I'd like to ask you about your insistence on wanting to explicitly say 'a language or a dialect of Ukrainian' about Rusyn while precisely this can be read in the first sentence on the Rusyn language article and while similar issues for e.g. Montegrin are not getting the same explicit attention in the article.
At the same time, I'd also like to acknowlegde that you might know things about Rusyn that I don't: then please, enlighten me. --JorisvS (talk) 17:18, 8 April 2010 (UTC)[reply]

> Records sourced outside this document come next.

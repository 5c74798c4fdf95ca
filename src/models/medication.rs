use chrono::{NaiveTime, Timelike, Weekday};
use serde::{Deserialize, Serialize};

/// A recurring medication schedule: every `times` entry on every `days` entry.
#[derive(Debug, Clone, PartialEq, Eq, Serialize, Deserialize)]
#[serde(rename_all = "camelCase")]
pub struct Medication {
    pub id: String,
    pub user_id: String,
    pub name: String,
    pub dosage: String,
    /// Times of day, `HH:MM`.
    pub times: Vec<String>,
    /// Weekday names as entered (French or English).
    pub days: Vec<String>,
    pub voice_message: Option<String>,
}

impl Medication {
    /// Scheduled weekdays; unreadable entries are skipped.
    pub fn weekdays(&self) -> Vec<Weekday> {
        self.days.iter().filter_map(|d| parse_weekday(d)).collect()
    }

    /// Scheduled slots, sorted and de-duplicated; unreadable entries are skipped.
    pub fn slots(&self) -> Vec<NaiveTime> {
        let mut slots: Vec<NaiveTime> = self
            .times
            .iter()
            .filter_map(|t| parse_time_of_day(t))
            .collect();
        slots.sort();
        slots.dedup();
        slots
    }

    pub fn is_scheduled_on(&self, day: Weekday) -> bool {
        self.weekdays().contains(&day)
    }
}

/// Parse a weekday name in French or English, ignoring case and accents.
pub fn parse_weekday(raw: &str) -> Option<Weekday> {
    let folded: String = raw
        .trim()
        .to_lowercase()
        .chars()
        .map(|c| match c {
            'é' | 'è' | 'ê' => 'e',
            other => other,
        })
        .collect();

    match folded.as_str() {
        "lundi" | "monday" | "mon" => Some(Weekday::Mon),
        "mardi" | "tuesday" | "tue" => Some(Weekday::Tue),
        "mercredi" | "wednesday" | "wed" => Some(Weekday::Wed),
        "jeudi" | "thursday" | "thu" => Some(Weekday::Thu),
        "vendredi" | "friday" | "fri" => Some(Weekday::Fri),
        "samedi" | "saturday" | "sat" => Some(Weekday::Sat),
        "dimanche" | "sunday" | "sun" => Some(Weekday::Sun),
        _ => None,
    }
}

/// Parse `HH:MM` (also `H:MM`, `HH:MM:SS`, and `08h00`). Slots have
/// minute precision, so seconds are dropped.
pub fn parse_time_of_day(raw: &str) -> Option<NaiveTime> {
    let normalized = raw.trim().to_lowercase().replace('h', ":");
    NaiveTime::parse_from_str(&normalized, "%H:%M")
        .or_else(|_| NaiveTime::parse_from_str(&normalized, "%H:%M:%S"))
        .ok()
        .and_then(|t| t.with_second(0))
}
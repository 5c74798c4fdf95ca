//! Active profile resolution.
//!
//! A signed-in user acts either for themself or for one of their stored
//! dependents. The self profile is synthesized from the user record and is
//! always listed first; the selected id survives restarts through a
//! preference store.

use std::collections::HashMap;
use std::sync::{Mutex, RwLock};

use thiserror::Error;

use crate::db::{self, Database, DatabaseError};
use crate::models::{FamilyProfile, User, SELF_RELATIONSHIP};

/// Preference key holding the selected profile id.
pub const ACTIVE_PROFILE_KEY: &str = "activeProfileId";

#[derive(Error, Debug)]
pub enum ProfileError {
    #[error("No user is signed in")]
    NotSignedIn,
    #[error("Preference storage error: {0}")]
    Storage(#[from] DatabaseError),
    #[error("Internal lock error")]
    LockPoisoned,
}

/// Durable key/value storage for client preferences.
pub trait PreferenceStore: Send + Sync {
    fn get(&self, key: &str) -> Result<Option<String>, ProfileError>;
    fn set(&self, key: &str, value: &str) -> Result<(), ProfileError>;
}

pub struct SqlitePreferenceStore {
    db: Database,
}

impl SqlitePreferenceStore {
    pub fn new(db: Database) -> Self {
        Self { db }
    }
}

impl PreferenceStore for SqlitePreferenceStore {
    fn get(&self, key: &str) -> Result<Option<String>, ProfileError> {
        Ok(self.db.with_conn(|conn| db::get_user_preference(conn, key))?)
    }

    fn set(&self, key: &str, value: &str) -> Result<(), ProfileError> {
        Ok(self
            .db
            .with_conn(|conn| db::set_user_preference(conn, key, value))?)
    }
}

/// Process-local store, for callers without durable storage.
#[derive(Default)]
pub struct MemoryPreferenceStore {
    values: Mutex<HashMap<String, String>>,
}

impl MemoryPreferenceStore {
    pub fn new() -> Self {
        Self::default()
    }
}

impl PreferenceStore for MemoryPreferenceStore {
    fn get(&self, key: &str) -> Result<Option<String>, ProfileError> {
        let values = self.values.lock().map_err(|_| ProfileError::LockPoisoned)?;
        Ok(values.get(key).cloned())
    }

    fn set(&self, key: &str, value: &str) -> Result<(), ProfileError> {
        let mut values = self.values.lock().map_err(|_| ProfileError::LockPoisoned)?;
        values.insert(key.to_string(), value.to_string());
        Ok(())
    }
}

#[derive(Default)]
struct ResolverState {
    /// `None` when signed out.
    profiles: Option<Vec<FamilyProfile>>,
    active_id: Option<String>,
}

impl ResolverState {
    fn contains(&self, id: &str) -> bool {
        self.profiles
            .as_ref()
            .is_some_and(|profiles| profiles.iter().any(|p| p.id == id))
    }
}

/// Merges the user's own identity with their dependents and tracks which
/// one is active.
pub struct ActiveProfileResolver<S: PreferenceStore> {
    store: S,
    state: RwLock<ResolverState>,
}

impl<S: PreferenceStore> ActiveProfileResolver<S> {
    pub fn new(store: S) -> Self {
        Self {
            store,
            state: RwLock::new(ResolverState::default()),
        }
    }

    /// Load the profile list for `user` and restore the persisted selection.
    /// Returns the active profile.
    pub fn sign_in(
        &self,
        user: &User,
        dependents: Vec<FamilyProfile>,
    ) -> Result<FamilyProfile, ProfileError> {
        let persisted = self.store.get(ACTIVE_PROFILE_KEY)?;
        let mut state = self.state.write().map_err(|_| ProfileError::LockPoisoned)?;
        state.profiles = Some(compose(user, dependents));
        let restored = persisted.filter(|id| state.contains(id));
        state.active_id = restored;
        resolve_active(&state).ok_or(ProfileError::NotSignedIn)
    }

    /// Convenience for callers holding the database: reads dependents first.
    pub fn sign_in_from_db(&self, database: &Database, user: &User) -> Result<FamilyProfile, ProfileError> {
        let dependents = database.with_conn(|conn| db::list_family_profiles(conn, &user.id))?;
        self.sign_in(user, dependents)
    }

    /// Forget the in-memory list. The persisted selection is kept for the
    /// next sign-in.
    pub fn sign_out(&self) -> Result<(), ProfileError> {
        let mut state = self.state.write().map_err(|_| ProfileError::LockPoisoned)?;
        *state = ResolverState::default();
        Ok(())
    }

    /// Self first, then dependents. Empty when signed out.
    pub fn list(&self) -> Result<Vec<FamilyProfile>, ProfileError> {
        let state = self.state.read().map_err(|_| ProfileError::LockPoisoned)?;
        Ok(state.profiles.clone().unwrap_or_default())
    }

    /// The selected profile if it is still listed, else self. `None` only
    /// when signed out.
    pub fn get_active(&self) -> Result<Option<FamilyProfile>, ProfileError> {
        let state = self.state.read().map_err(|_| ProfileError::LockPoisoned)?;
        Ok(resolve_active(&state))
    }

    /// Select `id`. Unknown ids leave the selection unchanged and return
    /// false. The preference is written before memory changes, so a failed
    /// write leaves both untouched.
    pub fn set_active(&self, id: &str) -> Result<bool, ProfileError> {
        let mut state = self.state.write().map_err(|_| ProfileError::LockPoisoned)?;
        if state.profiles.is_none() {
            return Err(ProfileError::NotSignedIn);
        }
        if !state.contains(id) {
            tracing::debug!(profile_id = %id, "Ignoring selection of unknown profile");
            return Ok(false);
        }
        if state.active_id.as_deref() == Some(id) {
            return Ok(true);
        }

        self.store.set(ACTIVE_PROFILE_KEY, id)?;
        state.active_id = Some(id.to_string());
        Ok(true)
    }

    /// Replace the dependents after an edit. A selection that disappeared
    /// falls back to self, in memory and in the persisted preference, so
    /// re-adding the profile later does not silently reselect it.
    pub fn set_dependents(&self, dependents: Vec<FamilyProfile>) -> Result<(), ProfileError> {
        let mut state = self.state.write().map_err(|_| ProfileError::LockPoisoned)?;
        let Some(profiles) = state.profiles.as_ref() else {
            return Err(ProfileError::NotSignedIn);
        };
        let Some(own) = profiles.iter().find(|p| p.is_self).cloned() else {
            return Err(ProfileError::NotSignedIn);
        };

        let mut updated = vec![own.clone()];
        updated.extend(
            dependents
                .into_iter()
                .filter(|p| !p.is_self && p.id != own.id),
        );

        let selection_removed = state
            .active_id
            .as_deref()
            .is_some_and(|id| !updated.iter().any(|p| p.id == id));
        if selection_removed {
            self.store.set(ACTIVE_PROFILE_KEY, &own.id)?;
            tracing::debug!("Active profile was removed; falling back to self");
            state.active_id = None;
        }

        state.profiles = Some(updated);
        Ok(())
    }
}

fn self_profile(user: &User) -> FamilyProfile {
    FamilyProfile {
        id: user.id.clone(),
        display_name: user.greeting_name().to_string(),
        relationship: SELF_RELATIONSHIP.to_string(),
        is_self: true,
    }
}

/// Exactly one self profile, first; dependents never shadow it.
fn compose(user: &User, dependents: Vec<FamilyProfile>) -> Vec<FamilyProfile> {
    let mut profiles = vec![self_profile(user)];
    profiles.extend(
        dependents
            .into_iter()
            .filter(|p| !p.is_self && p.id != user.id),
    );
    profiles
}

fn resolve_active(state: &ResolverState) -> Option<FamilyProfile> {
    let profiles = state.profiles.as_ref()?;
    state
        .active_id
        .as_deref()
        .and_then(|id| profiles.iter().find(|p| p.id == id))
        .or_else(|| profiles.first())
        .cloned()
}

#[cfg(test)]
mod tests {
    use super::*;
    use crate::db::repository::fixtures::{seed_user, user};

    fn dependents() -> Vec<FamilyProfile> {
        vec![
            FamilyProfile::dependent("kid-1", "Lina", "daughter"),
            FamilyProfile::dependent("dad-1", "Omar", "father"),
        ]
    }

    fn signed_in() -> ActiveProfileResolver<MemoryPreferenceStore> {
        let resolver = ActiveProfileResolver::new(MemoryPreferenceStore::new());
        resolver.sign_in(&user("u-1", &[]), dependents()).unwrap();
        resolver
    }

    struct FailingStore;

    impl PreferenceStore for FailingStore {
        fn get(&self, _key: &str) -> Result<Option<String>, ProfileError> {
            Ok(None)
        }

        fn set(&self, _key: &str, _value: &str) -> Result<(), ProfileError> {
            Err(ProfileError::Storage(DatabaseError::LockPoisoned))
        }
    }

    #[test]
    fn list_puts_exactly_one_self_profile_first() {
        let resolver = ActiveProfileResolver::new(MemoryPreferenceStore::new());
        let mut deps = dependents();
        deps.push(FamilyProfile::dependent("u-1", "Impostor", "other"));
        resolver.sign_in(&user("u-1", &[]), deps).unwrap();

        let list = resolver.list().unwrap();
        assert_eq!(list.len(), 3);
        assert!(list[0].is_self);
        assert_eq!(list[0].display_name, "User u-1");
        assert_eq!(list.iter().filter(|p| p.is_self).count(), 1);
    }

    #[test]
    fn defaults_to_self() {
        let resolver = signed_in();
        assert_eq!(resolver.get_active().unwrap().unwrap().id, "u-1");
    }

    #[test]
    fn set_active_switches_and_persists() {
        let resolver = signed_in();
        assert!(resolver.set_active("kid-1").unwrap());
        assert_eq!(resolver.get_active().unwrap().unwrap().display_name, "Lina");
        assert_eq!(
            resolver.store.get(ACTIVE_PROFILE_KEY).unwrap().as_deref(),
            Some("kid-1")
        );
    }

    #[test]
    fn unknown_id_is_a_no_op() {
        let resolver = signed_in();
        resolver.set_active("dad-1").unwrap();
        assert!(!resolver.set_active("ghost").unwrap());
        assert_eq!(resolver.get_active().unwrap().unwrap().id, "dad-1");
    }

    #[test]
    fn selection_survives_sign_out_and_in() {
        let resolver = signed_in();
        resolver.set_active("dad-1").unwrap();
        resolver.sign_out().unwrap();

        assert!(resolver.list().unwrap().is_empty());
        assert!(resolver.get_active().unwrap().is_none());

        let active = resolver.sign_in(&user("u-1", &[]), dependents()).unwrap();
        assert_eq!(active.id, "dad-1");
    }

    #[test]
    fn stale_persisted_id_falls_back_to_self() {
        let store = MemoryPreferenceStore::new();
        store.set(ACTIVE_PROFILE_KEY, "removed-profile").unwrap();
        let resolver = ActiveProfileResolver::new(store);

        let active = resolver.sign_in(&user("u-1", &[]), dependents()).unwrap();
        assert!(active.is_self);
    }

    #[test]
    fn removed_dependent_falls_back_to_self() {
        let resolver = signed_in();
        resolver.set_active("kid-1").unwrap();
        resolver
            .set_dependents(vec![FamilyProfile::dependent("dad-1", "Omar", "father")])
            .unwrap();

        assert_eq!(resolver.list().unwrap().len(), 2);
        assert!(resolver.get_active().unwrap().unwrap().is_self);
    }

    #[test]
    fn re_added_dependent_is_not_reselected() {
        let resolver = signed_in();
        resolver.set_active("kid-1").unwrap();
        resolver
            .set_dependents(vec![FamilyProfile::dependent("dad-1", "Omar", "father")])
            .unwrap();
        resolver.set_dependents(dependents()).unwrap();

        assert!(resolver.get_active().unwrap().unwrap().is_self);
        assert_eq!(
            resolver.store.get(ACTIVE_PROFILE_KEY).unwrap().as_deref(),
            Some("u-1")
        );

        resolver.sign_out().unwrap();
        let active = resolver.sign_in(&user("u-1", &[]), dependents()).unwrap();
        assert!(active.is_self);
    }

    #[test]
    fn stale_persisted_id_is_not_revived_by_later_edits() {
        let store = MemoryPreferenceStore::new();
        store.set(ACTIVE_PROFILE_KEY, "kid-2").unwrap();
        let resolver = ActiveProfileResolver::new(store);
        resolver.sign_in(&user("u-1", &[]), dependents()).unwrap();

        let mut deps = dependents();
        deps.push(FamilyProfile::dependent("kid-2", "Sami", "son"));
        resolver.set_dependents(deps).unwrap();

        assert!(resolver.get_active().unwrap().unwrap().is_self);
    }

    #[test]
    fn failed_persist_leaves_selection_unchanged() {
        let resolver = ActiveProfileResolver::new(FailingStore);
        resolver.sign_in(&user("u-1", &[]), dependents()).unwrap();

        assert!(resolver.set_active("kid-1").is_err());
        assert!(resolver.get_active().unwrap().unwrap().is_self);
    }

    #[test]
    fn signed_out_selection_is_an_error() {
        let resolver = ActiveProfileResolver::new(MemoryPreferenceStore::new());
        assert!(matches!(resolver.set_active("u-1"), Err(ProfileError::NotSignedIn)));
    }

    #[test]
    fn sqlite_store_restores_selection_from_database() {
        let database = Database::open_in_memory().unwrap();
        let owner = database
            .with_conn(|conn| {
                let owner = seed_user(conn, "u-1", &[]);
                db::insert_family_profile(conn, "u-1", &FamilyProfile::dependent("kid-1", "Lina", "daughter"))?;
                Ok(owner)
            })
            .unwrap();

        let first = ActiveProfileResolver::new(SqlitePreferenceStore::new(database.clone()));
        first.sign_in_from_db(&database, &owner).unwrap();
        first.set_active("kid-1").unwrap();

        let second = ActiveProfileResolver::new(SqlitePreferenceStore::new(database.clone()));
        assert_eq!(second.sign_in_from_db(&database, &owner).unwrap().id, "kid-1");
    }
}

Hi, one thing is that no source that talks about Slavic languages mentions Rusyn there. So we basically may completely remove Rusyn from the article. The unsaid compromise is to mention Rusyn, but to say about its disputed status. --windyhead (talk) 17:28, 8 April 2010 (UTC)[reply]
This one mentions Rusyn: [1], with its own ISO 639-3 code. I don't know about the sources in the article, but what about those on Rusyn language? --JorisvS (talk) 17:37, 8 April 2010 (UTC)[reply]
That's kinda strange source, what's its reliability? I was mostly referring to encyclopedic articles on Slavic languages, found none mentioning Rusyn so far. --windyhead (talk) 18:06, 8 April 2010 (UTC)[reply]
Ethnologue? It sums up all/most languages of the world. While not 100% accurate, it should mostly be good (the most blatant mistake I could find is their info on Ossetian, which strangely omits Ossetian in Russia completely (thus most of it); don't ask me why). It is part of SIL International, [2], and thus has quite some weight. Most language codes in the language boxes here on Wikipedia (should) in fact link to Ethnologue.
Which are the sources you've seen? --JorisvS (talk) 19:06, 8 April 2010 (UTC)[reply]
Don't have a time for a long discussion now. I checked encyclopedias such as Britannica, Columbia (which says Rusyn is a language, but doesn't mention it talking about Slavic languages), and Soviet Enc. So here's the situation. Source (or POV) 1: Rusyn is not a dialect. Must be shown as an independent entry from Ukrainian. Source 2: Rusyn is a dialect. No mention about it in Slavic Languages article. How would you combine those POVs into one? --windyhead (talk) 14:38, 9 April 2010 (UTC)[reply]
I don't know. I don't know about Rusyn's lexical similarity or level of intelligibility with related variants (have you seen this anywhere?), which makes it hard to judge what's actually true. Also a note of caution: these do not seem to be sources that have actually studied it. I think it'll remain vague until someone can find some better info (primary sources?) and we must leave it at that. And I don't have the time to make in-depth searches or anything (either). --JorisvS (talk) 14:52, 9 April 2010 (UTC)[reply]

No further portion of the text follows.